Exercise: Would you reproduce the listing exactly, leaving nothing out?
━━━━━━━━━━━━━━━━
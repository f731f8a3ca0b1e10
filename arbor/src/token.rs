#![deny(warnings)]

use std::fmt;

/// A surface word plus the POS tag an external tagger assigned to it.
#[derive(Clone, PartialEq, Eq, Hash, Debug)]
pub struct Token {
    pub word: String,
    pub tag: String,
}

impl Token {
    pub fn new(word: impl Into<String>, tag: impl Into<String>) -> Token {
        Token { word: word.into(), tag: tag.into() }
    }
}

impl fmt::Display for Token {
    fn fmt(&self, f: &mut fmt::Formatter) -> fmt::Result {
        write!(f, "{}/{}", self.word, self.tag)
    }
}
━━━━━━━━━━━━━━━━
Answer section:
repository f731f8a3ca0b1e10
filename arbor/src/token.rs
#![deny(warnings)]

use std::fmt;

/// A surface word plus the POS tag an external tagger assigned to it.
#[derive(Clone, PartialEq, Eq, Hash, Debug)]
pub struct Token {
    pub word: String,
    pub tag: String,
}

impl Token {
    pub fn new(word: impl Into<String>, tag: impl Into<String>) -> Token {
        Token { word: word.into(), tag: tag.into() }
    }
}

impl fmt::Display for Token {
    fn fmt(&self, f: &mut fmt::Formatter) -> fmt::Result {
        write!(f, "{}/{}", self.word, self.tag)
    }
}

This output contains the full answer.